→ **WORK INSTRUCTION**
From the line with "let value = if" through the line with "(Some(name), None) =>", repeat the entries verbatim, both end lines included, and add nothing.

→ **DATASET**
'''
// avp.rs - Attribute-Value Pair construction and encoding
//
// Grounded on examples/original_source/libradi/radius.py::RadiusAvp. The
// Python class recurses through an `allow_child` flag to build nested
// Vendor-Specific Attributes; this module keeps that one non-recursive
// level (RADIUS only nests one level deep: type 26 wrapping a vendor's own
// sub-attributes) rather than a general recursive tree.

use bytes::BytesMut;

use crate::dictionary::AttributeDef;
use crate::error::{Error, Result};
use std::sync::Arc;

/// Attribute type used for all Vendor-Specific Attributes (RFC 2865 §5.26).
pub const VENDOR_SPECIFIC_TYPE: u8 = 26;

/// A single wire-ready attribute, carrying its own sub-AVP if it is vendor-scoped.
#[derive(Debug, Clone)]
pub struct Avp {
    pub def: Arc<AttributeDef>,
    pub value: crate::types::TypedValue,
}

impl Avp {
    /// Build an AVP from a dictionary attribute and a textual literal.
    ///
    /// If the literal names an enumerated `VALUE`, it is resolved to its
    /// wire integer first; numeric literals remain numeric literals.
    /// Enumerated attributes with literals not found either way are
    /// rejected with `DisallowedValue`.
    pub fn new(def: Arc<AttributeDef>, literal: &str) -> Result<Self> {
        let value = if !def.values.is_empty() {
            match def.resolve_value(literal) {
                Some(wire_value) => {
                    crate::types::TypedValue::parse(def.type_tag, &wire_value.to_string())?
                }
                None => match crate::types::TypedValue::parse(def.type_tag, literal) {
                    Ok(v) => v,
                    Err(_) => {
                        return Err(Error::DisallowedValue {
                            attr: def.name.clone(),
                            value: literal.to_string(),
                        })
                    }
                },
            }
        } else {
            crate::types::TypedValue::parse(def.type_tag, literal)?
        };
        Ok(Self { def, value })
    }

    /// Build an AVP directly from an already-typed value (used by callers
    /// that construct structured values, e.g. the 3GPP location-info octet
    /// string, rather than a textual literal).
    pub fn from_value(def: Arc<AttributeDef>, value: crate::types::TypedValue) -> Self {
        Self { def, value }
    }

    /// Total wire length of this AVP: type(1) + length(1) + value, plus the
    /// Vendor-Specific wrapper (type 26, length, vendor-id(4)) when this
    /// attribute belongs to a vendor.
    pub fn byte_len(&self) -> usize {
        let inner = 2 + self.value.byte_len();
        match &self.def.vendor {
            Some(_) => 2 + 4 + inner,
            None => inner,
        }
    }

    /// Encode this AVP (and its Vendor-Specific wrapper, if any) onto `out`.
    pub fn encode(&self, out: &mut BytesMut, vendor_number: Option<u32>) -> Result<()> {
        let total = self.byte_len();
        if total > 255 {
            return Err(Error::LengthOverflow {
                what: "AVP",
                len: total,
                max: 255,
            });
        }

        match (&self.def.vendor, vendor_number) {
            (Some(_), Some(number)) => {
                out.extend_from_slice(&[VENDOR_SPECIFIC_TYPE, total as u8]);
                out.extend_from_slice(&number.to_be_bytes());
                out.extend_from_slice(&[self.def.code as u8, (2 + self.value.byte_len()) as u8]);
                self.value.encode(out);
            }
            (Some(name), None) => {
                return Err(Error::UnknownVendor(name.clone()));
            }
            (None, _) => {
                out.extend_from_slice(&[self.def.code as u8, total as u8]);
                self.value.encode(out);
            }
        }
        Ok(())
    }
}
'''
→ **EXERCISE SOLUTION**
        let value = if !def.values.is_empty() {
            match def.resolve_value(literal) {
                Some(wire_value) => {
                    crate::types::TypedValue::parse(def.type_tag, &wire_value.to_string())?
                }
                None => match crate::types::TypedValue::parse(def.type_tag, literal) {
                    Ok(v) => v,
                    Err(_) => {
                        return Err(Error::DisallowedValue {
                            attr: def.name.clone(),
                            value: literal.to_string(),
                        })
                    }
                },
            }
        } else {
            crate::types::TypedValue::parse(def.type_tag, literal)?
        };
        Ok(Self { def, value })
    }

    /// Build an AVP directly from an already-typed value (used by callers
    /// that construct structured values, e.g. the 3GPP location-info octet
    /// string, rather than a textual literal).
    pub fn from_value(def: Arc<AttributeDef>, value: crate::types::TypedValue) -> Self {
        Self { def, value }
    }

    /// Total wire length of this AVP: type(1) + length(1) + value, plus the
    /// Vendor-Specific wrapper (type 26, length, vendor-id(4)) when this
    /// attribute belongs to a vendor.
    pub fn byte_len(&self) -> usize {
        let inner = 2 + self.value.byte_len();
        match &self.def.vendor {
            Some(_) => 2 + 4 + inner,
            None => inner,
        }
    }

    /// Encode this AVP (and its Vendor-Specific wrapper, if any) onto `out`.
    pub fn encode(&self, out: &mut BytesMut, vendor_number: Option<u32>) -> Result<()> {
        let total = self.byte_len();
        if total > 255 {
            return Err(Error::LengthOverflow {
                what: "AVP",
                len: total,
                max: 255,
            });
        }

        match (&self.def.vendor, vendor_number) {
            (Some(_), Some(number)) => {
                out.extend_from_slice(&[VENDOR_SPECIFIC_TYPE, total as u8]);
                out.extend_from_slice(&number.to_be_bytes());
                out.extend_from_slice(&[self.def.code as u8, (2 + self.value.byte_len()) as u8]);
                self.value.encode(out);
            }
            (Some(name), None) => {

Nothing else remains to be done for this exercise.